CREATING A SECRET PROPAGANDA CAMPAIGN TO MANUFACTURE A FALSE CASE FOR WAR AGAINST IRAQ

In his conduct while President of the United States, George W. Bush, in violation of his constitutional oath to faithfully execute the office of President of the United States and, to the best of his ability, preserve, protect, and defend the Constitution of the United States, and in violation of his constitutional duty under Article II, Section 3 of the Constitution "to take care that the laws be faithfully executed," has both personally and acting through his agents and subordinates, together with the Vice President, illegally spent public dollars on a secret propaganda program to manufacture a false cause for war against Iraq.

The Department of Defense (DOD) has engaged in a years-long secret domestic propaganda campaign to promote the invasion and occupation of Iraq. This secret program was defended by the White House Press Secretary following its exposure. This program follows the pattern of crimes detailed in Article I, II, IV and VIII. The mission of this program placed it within the field controlled by the White House Iraq Group (WHIG), a White House task force formed in August 2002 to market an invasion of Iraq to the American people. The group included Karl Rove, I. Lewis Libby, Condoleezza Rice, Karen Hughes, Mary Matalin, Stephen Hadley, Nicholas E. Calio, and James R. Wilkinson.

The WHIG produced white papers detailing so-called intelligence of Iraq’s nuclear threat that later proved to be false. This supposed intelligence included the claim that Iraq had sought uranium from Niger as well as the claim that the high strength aluminum tubes Iraq purchased from China were to be used for the sole purpose of building centrifuges to enrich uranium. Unlike the National Intelligence Estimate of 2002, the WHIG's white papers provided "gripping images and stories" and used "literary license" with intelligence. The WHIG's white papers were written at the same time and by the same people as speeches and talking points prepared for President Bush and some of his top officials.

The WHIG also organized a media blitz in which, between September 7-8, 2002, President Bush and his top advisers appeared on numerous interviews and all provided similarly gripping images about the possibility of nuclear attack by Iraq. The timing was no coincidence, as Andrew Card explained in an interview regarding waiting until after Labor Day to try to sell the American people on military action against Iraq, "From a marketing point of view, you don't introduce new products in August."

September 7-8, 2002:

NBC’s “Meet the Press”: Vice President Cheney accused Saddam of moving aggressively to develop nuclear weapons over the past 14 months to add to his stockpile of chemical and biological arms.

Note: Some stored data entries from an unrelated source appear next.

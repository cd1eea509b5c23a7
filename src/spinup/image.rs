//! Server images

use super::endpoint::{Endpoint, Params};
use super::flex;
use super::resource::Offering;
use crate::error::Result;
use serde::{Deserialize, Serialize};
use std::collections::BTreeMap;

#[derive(Debug, Clone, Default, PartialEq, Serialize, Deserialize)]
pub struct ImageVolume {
    #[serde(default)]
    pub delete_on_termination: bool,
    #[serde(default)]
    pub encrypted: bool,
    #[serde(rename = "snapshot_id", default)]
    pub id: String,
    #[serde(rename = "volume_size", default)]
    pub size: i64,
    #[serde(rename = "volume_type", default, skip_serializing_if = "String::is_empty")]
    pub kind: String,
}

#[derive(Debug, Clone, Default, PartialEq, Serialize, Deserialize)]
pub struct Image {
    #[serde(default)]
    pub id: String,
    #[serde(default, skip_serializing_if = "String::is_empty")]
    pub name: String,
    #[serde(default, skip_serializing_if = "String::is_empty")]
    pub architecture: String,
    #[serde(default, skip_serializing_if = "String::is_empty")]
    pub description: String,
    #[serde(default, skip_serializing_if = "String::is_empty")]
    pub server_name: String,
    #[serde(default, skip_serializing_if = "String::is_empty")]
    pub state: String,
    #[serde(default, skip_serializing_if = "String::is_empty")]
    pub status: String,
    #[serde(default, skip_serializing_if = "String::is_empty")]
    pub created_at: String,
    #[serde(default, skip_serializing_if = "String::is_empty")]
    pub created_by: String,
    #[serde(default, deserialize_with = "flex::nullable", skip_serializing_if = "BTreeMap::is_empty")]
    pub volumes: BTreeMap<String, ImageVolume>,
    #[serde(default, skip_serializing_if = "Option::is_none")]
    pub offering: Option<Offering>,
}

#[derive(Debug, Clone, Default, Deserialize)]
#[serde(transparent)]
pub struct Images(pub Vec<Image>);

impl Endpoint for Images {
    fn path(params: &Params) -> Result<String> {
        Ok(format!("/spaces/{}/images", params.segment("space")?))
    }
}
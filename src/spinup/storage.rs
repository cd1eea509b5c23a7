//! Object storage (S3 bucket) wire model

use super::endpoint::{space_path, Endpoint, Params};
use super::flex;
use crate::error::Result;
use serde::Deserialize;

#[derive(Debug, Clone, Default, PartialEq, Deserialize)]
pub struct S3StorageInfo {
    #[serde(rename = "Empty", alias = "empty", default, deserialize_with = "flex::boolean")]
    pub empty: bool,
}

impl S3StorageInfo {
    pub fn state(&self) -> &'static str {
        if self.empty {
            "empty"
        } else {
            "populated"
        }
    }
}

impl Endpoint for S3StorageInfo {
    fn path(params: &Params) -> Result<String> {
        space_path(params, "storage")
    }
}

#[derive(Debug, Clone, Default, PartialEq, Deserialize)]
#[serde(rename_all = "PascalCase")]
pub struct AccessKey {
    #[serde(default)]
    pub access_key_id: String,
    #[serde(default)]
    pub create_date: String,
    #[serde(default)]
    pub status: String,
    #[serde(default)]
    pub user_name: String,
}

#[derive(Debug, Clone, Default, PartialEq, Deserialize)]
#[serde(rename_all = "PascalCase")]
pub struct S3StorageUser {
    #[serde(default)]
    pub arn: String,
    #[serde(default)]
    pub user_name: String,
    #[serde(default)]
    pub create_date: String,
    #[serde(default)]
    pub password_last_used: String,
    #[serde(default, deserialize_with = "flex::nullable")]
    pub access_keys: Vec<AccessKey>,
}

impl Endpoint for S3StorageUser {
    fn path(params: &Params) -> Result<String> {
        Ok(format!(
            "{}/users/{}",
            space_path(params, "storage")?,
            params.segment("user")?
        ))
    }
}

/// User listing; entries carry names only, keys come from the per-user lookup
#[derive(Debug, Clone, Default, PartialEq, Deserialize)]
#[serde(transparent)]
pub struct S3StorageUsers(pub Vec<S3StorageUser>);

impl Endpoint for S3StorageUsers {
    fn path(params: &Params) -> Result<String> {
        Ok(format!("{}/users", space_path(params, "storage")?))
    }
}

#[cfg(test)]
mod tests {
    use super::*;
    use serde_json::json;

    #[test]
    fn test_state_from_empty_flag() {
        let info: S3StorageInfo = serde_json::from_value(json!({"Empty": true})).unwrap();
        assert_eq!(info.state(), "empty");
        let info: S3StorageInfo = serde_json::from_value(json!({"Empty": false})).unwrap();
        assert_eq!(info.state(), "populated");
    }

    #[test]
    fn test_user_decode() {
        let user: S3StorageUser = serde_json::from_value(json!({
            "UserName": "bucket-rw",
            "CreateDate": "2024-01-01T00:00:00Z",
            "AccessKeys": [{"AccessKeyId": "AKIA1", "Status": "Active"}]
        }))
        .unwrap();
        assert_eq!(user.user_name, "bucket-rw");
        assert_eq!(user.access_keys[0].access_key_id, "AKIA1");
    }

    #[test]
    fn test_endpoints() {
        let p = Params::resource("teamA", "bucket").with("user", "bucket-rw");
        assert_eq!(S3StorageInfo::path(&p).unwrap(), "/spaces/teamA/storage/bucket");
        assert_eq!(S3StorageUsers::path(&p).unwrap(), "/spaces/teamA/storage/bucket/users");
        assert_eq!(
            S3StorageUser::path(&p).unwrap(),
            "/spaces/teamA/storage/bucket/users/bucket-rw"
        );
    }
}
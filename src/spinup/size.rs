//! Sizes
//!
//! A size is a named capacity tier. Compute sizes (containers and servers)
//! pack their CPU and memory into the value as `"<cpu units>-<memory MiB>"`;
//! the human-readable figures are derived once when the size is fetched.

use super::endpoint::{Endpoint, Params};
use super::flex;
use crate::error::{Result, SpinupError};
use serde::{Deserialize, Serialize};

/// The name/value/price view every size exposes
pub trait Size {
    fn name(&self) -> &str;
    fn value(&self) -> &str;
    fn price(&self) -> &str;

    /// Sizes priced with the literal `tryit` label are free trial tiers
    fn is_tryit(&self) -> bool {
        self.price() == "tryit"
    }
}

#[derive(Debug, Clone, Default, PartialEq, Serialize, Deserialize)]
pub struct BaseSize {
    #[serde(default, deserialize_with = "flex::int")]
    pub id: i64,
    #[serde(default)]
    pub name: String,
    #[serde(default, deserialize_with = "flex::int")]
    pub type_id: i64,
    #[serde(default)]
    pub value: String,
    #[serde(default)]
    pub details: String,
    #[serde(default)]
    pub price: String,
}

impl Size for BaseSize {
    fn name(&self) -> &str {
        &self.name
    }

    fn value(&self) -> &str {
        &self.value
    }

    fn price(&self) -> &str {
        &self.price
    }
}

impl Endpoint for BaseSize {
    fn path(params: &Params) -> Result<String> {
        Ok(format!("/sizes/{}", params.segment("id")?))
    }
}

/// A size with derived CPU and memory figures
#[derive(Debug, Clone, Default, PartialEq, Serialize)]
pub struct ComputeSize {
    #[serde(flatten)]
    pub base: BaseSize,
    pub cpu: String,
    pub memory: String,
}

pub type ServerSize = ComputeSize;

impl ComputeSize {
    /// Derive CPU/memory from the packed value; an empty value leaves both empty
    pub fn from_base(base: BaseSize) -> Result<Self> {
        let (cpu, memory) = if base.value.is_empty() {
            (String::new(), String::new())
        } else {
            let (c, m) = base.value.split_once('-').ok_or_else(|| {
                SpinupError::decode(
                    format!("size {}", base.id),
                    format!("value {:?} is not <cpu>-<memory>", base.value),
                )
            })?;
            let c: f64 = c
                .trim()
                .parse()
                .map_err(|e| SpinupError::decode(format!("size {} cpu", base.id), e))?;
            let m: f64 = m
                .trim()
                .parse()
                .map_err(|e| SpinupError::decode(format!("size {} memory", base.id), e))?;
            (format!("{} vCPU", c / 1024.0), format!("{} GB", m / 1024.0))
        };

        Ok(Self { base, cpu, memory })
    }
}

impl Size for ComputeSize {
    fn name(&self) -> &str {
        &self.base.name
    }

    fn value(&self) -> &str {
        &self.base.value
    }

    fn price(&self) -> &str {
        &self.base.price
    }
}

#[cfg(test)]
mod tests {
    use super::*;

    fn base(value: &str) -> BaseSize {
        BaseSize {
            id: 4,
            name: "small".to_string(),
            value: value.to_string(),
            price: "$0.05/hr".to_string(),
            ..Default::default()
        }
    }

    #[test]
    fn test_compute_size_derivation() {
        let size = ComputeSize::from_base(base("512-1024")).unwrap();
        assert_eq!(size.cpu, "0.5 vCPU");
        assert_eq!(size.memory, "1 GB");

        let size = ComputeSize::from_base(base("2048-8192")).unwrap();
        assert_eq!(size.cpu, "2 vCPU");
        assert_eq!(size.memory, "8 GB");
    }

    #[test]
    fn test_compute_size_empty_value() {
        let size = ComputeSize::from_base(base("")).unwrap();
        assert!(size.cpu.is_empty());
        assert!(size.memory.is_empty());
    }

    #[test]
    fn test_compute_size_malformed_value() {
        assert!(ComputeSize::from_base(base("1024")).is_err());
        assert!(ComputeSize::from_base(base("a-b")).is_err());
    }

    #[test]
    fn test_tryit() {
        let mut b = base("");
        assert!(!b.is_tryit());
        b.price = "tryit".to_string();
        assert!(b.is_tryit());
    }

    #[test]
    fn test_compute_size_serializes_flat() {
        let size = ComputeSize::from_base(base("1024-2048")).unwrap();
        let v = serde_json::to_value(&size).unwrap();
        assert_eq!(v["name"], "small");
        assert_eq!(v["cpu"], "1 vCPU");
        assert_eq!(v["memory"], "2 GB");
    }
}
//! Command implementations
//!
//! Each command takes an open [`Session`] and returns the JSON document to
//! print; `main` owns rendering and the exit code.

pub mod configure;
pub mod get;
pub mod list;
pub mod update;
pub mod version;

use crate::config::Config;
use crate::error::{Result, SpinupError};
use crate::spinup::SpinupClient;

/// An authenticated client plus the configuration it was built from
pub struct Session {
    pub client: SpinupClient,
    pub config: Config,
}

impl Session {
    /// Build a client from `config`, validating the token or logging in with
    /// username and password when no token is set
    pub async fn connect(config: Config) -> Result<Self> {
        let client = SpinupClient::new(config.effective_url()?, config.token.clone())?;
        client.validate_token()?;

        if !client.has_token() {
            match config.credentials() {
                Some((username, password)) => {
                    tracing::info!("no token configured, logging in as {}", username);
                    client
                        .login(config.effective_cas_url(), username, password)
                        .await?;
                }
                None => tracing::warn!("no token or credentials configured"),
            }
        }

        Ok(Self { client, config })
    }

    pub fn default_spaces(&self) -> &[String] {
        &self.config.spaces
    }

    /// Spaces named on the command line, else the default spaces
    pub fn spaces_or_default(&self, args: &[String]) -> Result<Vec<String>> {
        spaces_or_default(args, self.default_spaces())
    }
}

pub fn spaces_or_default(args: &[String], defaults: &[String]) -> Result<Vec<String>> {
    let spaces: Vec<String> = if args.is_empty() {
        defaults.to_vec()
    } else {
        args.to_vec()
    };
    if spaces.is_empty() {
        return Err(SpinupError::input("space required"));
    }
    Ok(spaces)
}

#[cfg(test)]
mod tests {
    use super::*;

    #[test]
    fn test_spaces_fallback() {
        let defaults = vec!["teamA".to_string()];
        assert_eq!(spaces_or_default(&[], &defaults).unwrap(), vec!["teamA"]);
        assert_eq!(
            spaces_or_default(&["teamB".to_string()], &defaults).unwrap(),
            vec!["teamB"]
        );
        let err = spaces_or_default(&[], &[]).unwrap_err();
        assert!(err.is_input());
        assert_eq!(err.to_string(), "space required");
    }

    #[tokio::test]
    async fn test_connect_requires_url() {
        let err = Session::connect(Config::default()).await.err().unwrap();
        assert!(matches!(err, SpinupError::Config(_)));
    }

    #[tokio::test]
    async fn test_connect_rejects_malformed_token() {
        let config = Config {
            url: Some("http://127.0.0.1:9".to_string()),
            token: Some("not-a-jwt".to_string()),
            ..Default::default()
        };
        let err = Session::connect(config).await.err().unwrap();
        assert!(matches!(err, SpinupError::Auth(_)));
    }
}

CNN: Then-National Security Adviser Rice said, regarding the likelihood of Iraq obtaining a nuclear weapon, "We don't want the smoking gun to be a mushroom cloud."

CBS: President Bush declared that Saddam was "six months away from developing a weapon," and cited satellite photos of construction in Iraq where weapons inspectors once visited as evidence that Saddam was trying to develop nuclear arms.

The Pentagon military analyst propaganda program was revealed in an April 20, 2002 [should read 2008], New York Times article. The program illegally involved "covert attempts to mold opinion through the undisclosed use of third parties.” Secretary of Defense Donald Rumsfeld recruited 75 retired military officers and gave them talking points to deliver on Fox, CNN, ABC, NBC, CBS, and MSNBC, and according to the New York Times report, which has not been disputed by the Pentagon or the White House, "Participants were instructed not to quote their briefers directly or otherwise describe their contacts with the Pentagon."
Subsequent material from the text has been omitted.